# [TASK DESCRIPTION]
Copy each line below in which the string "HttpResponse" occurs.

# [INFORMATION GIVEN]
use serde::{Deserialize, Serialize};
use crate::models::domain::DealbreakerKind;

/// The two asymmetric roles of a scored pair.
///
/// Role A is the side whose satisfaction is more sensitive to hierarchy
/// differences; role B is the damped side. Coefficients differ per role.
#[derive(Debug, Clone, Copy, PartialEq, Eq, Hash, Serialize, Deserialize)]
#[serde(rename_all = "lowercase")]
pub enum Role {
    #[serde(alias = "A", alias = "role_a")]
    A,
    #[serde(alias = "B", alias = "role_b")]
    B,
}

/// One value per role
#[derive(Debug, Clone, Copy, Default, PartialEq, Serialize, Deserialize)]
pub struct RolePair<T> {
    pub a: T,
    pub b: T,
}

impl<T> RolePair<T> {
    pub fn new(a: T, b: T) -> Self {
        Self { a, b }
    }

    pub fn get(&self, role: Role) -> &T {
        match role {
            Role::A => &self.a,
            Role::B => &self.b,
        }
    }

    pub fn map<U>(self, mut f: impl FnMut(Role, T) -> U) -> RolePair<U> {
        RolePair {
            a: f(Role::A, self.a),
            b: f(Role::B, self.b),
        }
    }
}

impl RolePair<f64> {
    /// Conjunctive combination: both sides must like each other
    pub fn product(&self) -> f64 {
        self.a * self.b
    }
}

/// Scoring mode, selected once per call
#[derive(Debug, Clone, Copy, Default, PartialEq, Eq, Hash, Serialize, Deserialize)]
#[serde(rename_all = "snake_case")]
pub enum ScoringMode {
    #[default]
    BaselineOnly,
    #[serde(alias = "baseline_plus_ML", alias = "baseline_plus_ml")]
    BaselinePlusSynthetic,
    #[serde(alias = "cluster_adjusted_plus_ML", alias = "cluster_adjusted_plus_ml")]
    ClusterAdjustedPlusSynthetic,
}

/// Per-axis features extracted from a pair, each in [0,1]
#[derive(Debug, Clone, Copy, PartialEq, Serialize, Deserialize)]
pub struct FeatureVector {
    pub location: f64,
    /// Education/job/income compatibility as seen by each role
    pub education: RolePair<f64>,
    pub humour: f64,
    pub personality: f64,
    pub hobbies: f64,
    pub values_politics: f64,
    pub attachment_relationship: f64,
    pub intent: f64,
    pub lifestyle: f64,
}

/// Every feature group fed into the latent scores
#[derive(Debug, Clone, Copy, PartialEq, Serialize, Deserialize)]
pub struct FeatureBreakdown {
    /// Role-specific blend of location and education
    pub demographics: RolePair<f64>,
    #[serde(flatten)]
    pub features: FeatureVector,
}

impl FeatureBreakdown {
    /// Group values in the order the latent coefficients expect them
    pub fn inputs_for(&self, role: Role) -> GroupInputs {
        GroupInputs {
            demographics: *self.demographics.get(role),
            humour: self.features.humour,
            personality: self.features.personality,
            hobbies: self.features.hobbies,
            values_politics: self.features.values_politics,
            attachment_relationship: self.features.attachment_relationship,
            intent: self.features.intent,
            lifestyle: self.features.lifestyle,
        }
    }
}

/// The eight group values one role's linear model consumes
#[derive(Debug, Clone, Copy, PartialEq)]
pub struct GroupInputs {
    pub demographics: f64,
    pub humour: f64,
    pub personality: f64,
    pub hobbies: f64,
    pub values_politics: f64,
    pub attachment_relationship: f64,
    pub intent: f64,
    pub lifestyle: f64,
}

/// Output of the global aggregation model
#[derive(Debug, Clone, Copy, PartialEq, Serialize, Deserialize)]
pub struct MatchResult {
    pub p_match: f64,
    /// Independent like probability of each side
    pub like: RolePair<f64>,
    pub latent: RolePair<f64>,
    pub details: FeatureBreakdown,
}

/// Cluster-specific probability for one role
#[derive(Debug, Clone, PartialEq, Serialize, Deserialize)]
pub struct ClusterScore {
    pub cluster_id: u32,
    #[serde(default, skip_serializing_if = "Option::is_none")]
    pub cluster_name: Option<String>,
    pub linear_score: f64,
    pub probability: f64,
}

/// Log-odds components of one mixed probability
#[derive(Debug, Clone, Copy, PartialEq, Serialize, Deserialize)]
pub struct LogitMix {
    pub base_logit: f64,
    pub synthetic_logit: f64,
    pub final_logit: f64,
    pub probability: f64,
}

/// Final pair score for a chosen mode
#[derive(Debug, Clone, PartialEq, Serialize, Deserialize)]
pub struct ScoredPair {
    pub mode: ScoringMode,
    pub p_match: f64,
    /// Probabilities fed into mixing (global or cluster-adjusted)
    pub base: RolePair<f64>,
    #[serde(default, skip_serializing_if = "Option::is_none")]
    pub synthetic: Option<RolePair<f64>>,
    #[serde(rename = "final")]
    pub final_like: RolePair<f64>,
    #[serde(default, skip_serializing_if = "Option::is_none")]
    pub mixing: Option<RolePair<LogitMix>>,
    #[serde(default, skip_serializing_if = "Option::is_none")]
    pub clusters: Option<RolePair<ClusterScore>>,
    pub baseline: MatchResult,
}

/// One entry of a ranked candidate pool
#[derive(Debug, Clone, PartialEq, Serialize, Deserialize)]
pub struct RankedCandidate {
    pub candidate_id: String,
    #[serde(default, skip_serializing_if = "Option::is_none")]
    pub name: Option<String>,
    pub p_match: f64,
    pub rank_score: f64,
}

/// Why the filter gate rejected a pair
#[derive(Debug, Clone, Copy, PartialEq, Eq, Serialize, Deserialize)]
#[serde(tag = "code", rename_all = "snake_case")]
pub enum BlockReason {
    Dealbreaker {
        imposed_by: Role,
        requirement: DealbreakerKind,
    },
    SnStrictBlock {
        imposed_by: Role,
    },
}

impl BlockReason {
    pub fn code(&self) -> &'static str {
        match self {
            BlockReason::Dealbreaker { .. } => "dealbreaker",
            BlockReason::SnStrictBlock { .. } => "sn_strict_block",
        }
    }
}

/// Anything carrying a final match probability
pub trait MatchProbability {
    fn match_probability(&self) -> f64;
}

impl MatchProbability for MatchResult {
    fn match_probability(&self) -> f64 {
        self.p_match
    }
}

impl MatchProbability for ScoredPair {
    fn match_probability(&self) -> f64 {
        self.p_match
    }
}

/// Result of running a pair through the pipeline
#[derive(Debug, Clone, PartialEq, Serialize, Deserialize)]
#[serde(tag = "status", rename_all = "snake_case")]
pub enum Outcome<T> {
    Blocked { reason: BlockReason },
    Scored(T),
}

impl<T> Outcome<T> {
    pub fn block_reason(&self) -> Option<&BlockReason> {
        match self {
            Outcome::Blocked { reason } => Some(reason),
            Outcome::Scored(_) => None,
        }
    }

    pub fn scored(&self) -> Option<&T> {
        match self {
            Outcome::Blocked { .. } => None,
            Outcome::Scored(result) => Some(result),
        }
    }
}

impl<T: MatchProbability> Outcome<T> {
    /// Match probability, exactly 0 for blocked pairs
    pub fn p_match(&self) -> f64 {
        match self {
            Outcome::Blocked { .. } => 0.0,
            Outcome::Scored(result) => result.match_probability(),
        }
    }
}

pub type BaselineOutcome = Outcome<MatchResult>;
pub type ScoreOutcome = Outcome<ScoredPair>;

==

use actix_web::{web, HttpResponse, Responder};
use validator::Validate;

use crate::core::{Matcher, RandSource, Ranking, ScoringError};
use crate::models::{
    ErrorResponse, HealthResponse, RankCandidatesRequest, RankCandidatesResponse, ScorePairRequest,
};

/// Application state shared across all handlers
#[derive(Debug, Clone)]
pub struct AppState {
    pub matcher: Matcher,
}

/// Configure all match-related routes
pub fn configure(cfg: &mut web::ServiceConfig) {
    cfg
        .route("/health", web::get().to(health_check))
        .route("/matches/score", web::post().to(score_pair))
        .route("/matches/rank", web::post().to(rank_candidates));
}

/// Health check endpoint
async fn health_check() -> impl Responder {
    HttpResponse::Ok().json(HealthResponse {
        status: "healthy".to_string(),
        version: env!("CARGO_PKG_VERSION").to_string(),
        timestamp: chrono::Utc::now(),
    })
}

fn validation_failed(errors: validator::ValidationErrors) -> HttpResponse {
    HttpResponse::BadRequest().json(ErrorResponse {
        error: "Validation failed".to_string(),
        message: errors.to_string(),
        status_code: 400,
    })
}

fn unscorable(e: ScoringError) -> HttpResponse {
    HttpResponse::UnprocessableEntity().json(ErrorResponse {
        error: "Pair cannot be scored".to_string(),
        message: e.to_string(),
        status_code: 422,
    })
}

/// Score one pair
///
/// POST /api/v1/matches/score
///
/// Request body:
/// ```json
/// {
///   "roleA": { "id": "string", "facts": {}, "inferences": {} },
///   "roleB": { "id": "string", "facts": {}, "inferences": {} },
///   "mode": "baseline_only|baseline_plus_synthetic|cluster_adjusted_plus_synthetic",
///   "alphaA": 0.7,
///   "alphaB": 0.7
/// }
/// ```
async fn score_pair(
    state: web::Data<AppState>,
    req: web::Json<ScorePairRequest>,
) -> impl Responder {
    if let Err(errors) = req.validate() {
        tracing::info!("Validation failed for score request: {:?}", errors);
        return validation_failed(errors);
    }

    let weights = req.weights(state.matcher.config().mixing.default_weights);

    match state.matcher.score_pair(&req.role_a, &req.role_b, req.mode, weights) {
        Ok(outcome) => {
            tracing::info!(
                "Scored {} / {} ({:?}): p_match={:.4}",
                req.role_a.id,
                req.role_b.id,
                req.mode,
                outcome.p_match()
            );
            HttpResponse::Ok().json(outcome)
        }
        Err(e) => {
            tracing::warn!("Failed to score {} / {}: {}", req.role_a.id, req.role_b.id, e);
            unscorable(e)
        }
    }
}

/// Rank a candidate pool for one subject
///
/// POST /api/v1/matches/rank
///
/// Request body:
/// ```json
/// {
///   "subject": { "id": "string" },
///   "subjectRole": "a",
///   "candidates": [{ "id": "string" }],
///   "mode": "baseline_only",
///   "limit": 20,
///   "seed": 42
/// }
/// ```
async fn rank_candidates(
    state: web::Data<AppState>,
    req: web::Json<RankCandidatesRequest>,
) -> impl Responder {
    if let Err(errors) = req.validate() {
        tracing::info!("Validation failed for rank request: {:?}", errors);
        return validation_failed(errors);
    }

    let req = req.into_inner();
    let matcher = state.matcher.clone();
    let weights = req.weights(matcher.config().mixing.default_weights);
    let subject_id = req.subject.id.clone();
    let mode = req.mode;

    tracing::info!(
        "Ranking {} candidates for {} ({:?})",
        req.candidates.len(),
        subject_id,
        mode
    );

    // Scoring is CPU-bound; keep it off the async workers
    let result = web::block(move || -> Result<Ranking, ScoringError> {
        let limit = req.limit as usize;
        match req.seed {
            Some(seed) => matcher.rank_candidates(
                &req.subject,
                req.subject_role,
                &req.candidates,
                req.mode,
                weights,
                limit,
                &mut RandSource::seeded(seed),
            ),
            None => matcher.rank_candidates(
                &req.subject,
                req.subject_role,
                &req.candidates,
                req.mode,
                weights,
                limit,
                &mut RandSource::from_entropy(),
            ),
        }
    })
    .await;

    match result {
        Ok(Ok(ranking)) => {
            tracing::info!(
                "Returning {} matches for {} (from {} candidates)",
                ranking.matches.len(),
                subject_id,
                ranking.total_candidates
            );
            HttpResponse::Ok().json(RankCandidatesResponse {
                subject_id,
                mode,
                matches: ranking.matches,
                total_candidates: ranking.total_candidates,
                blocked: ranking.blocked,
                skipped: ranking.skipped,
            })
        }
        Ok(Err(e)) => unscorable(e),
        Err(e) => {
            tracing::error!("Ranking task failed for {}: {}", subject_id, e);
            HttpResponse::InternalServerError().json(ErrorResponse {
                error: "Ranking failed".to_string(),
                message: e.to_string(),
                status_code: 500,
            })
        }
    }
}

# [WRITTEN RESPONSE]
use actix_web::{web, HttpResponse, Responder};
    HttpResponse::Ok().json(HealthResponse {
fn validation_failed(errors: validator::ValidationErrors) -> HttpResponse {
    HttpResponse::BadRequest().json(ErrorResponse {
fn unscorable(e: ScoringError) -> HttpResponse {
    HttpResponse::UnprocessableEntity().json(ErrorResponse {
            HttpResponse::Ok().json(outcome)
            HttpResponse::Ok().json(RankCandidatesResponse {
            HttpResponse::InternalServerError().json(ErrorResponse {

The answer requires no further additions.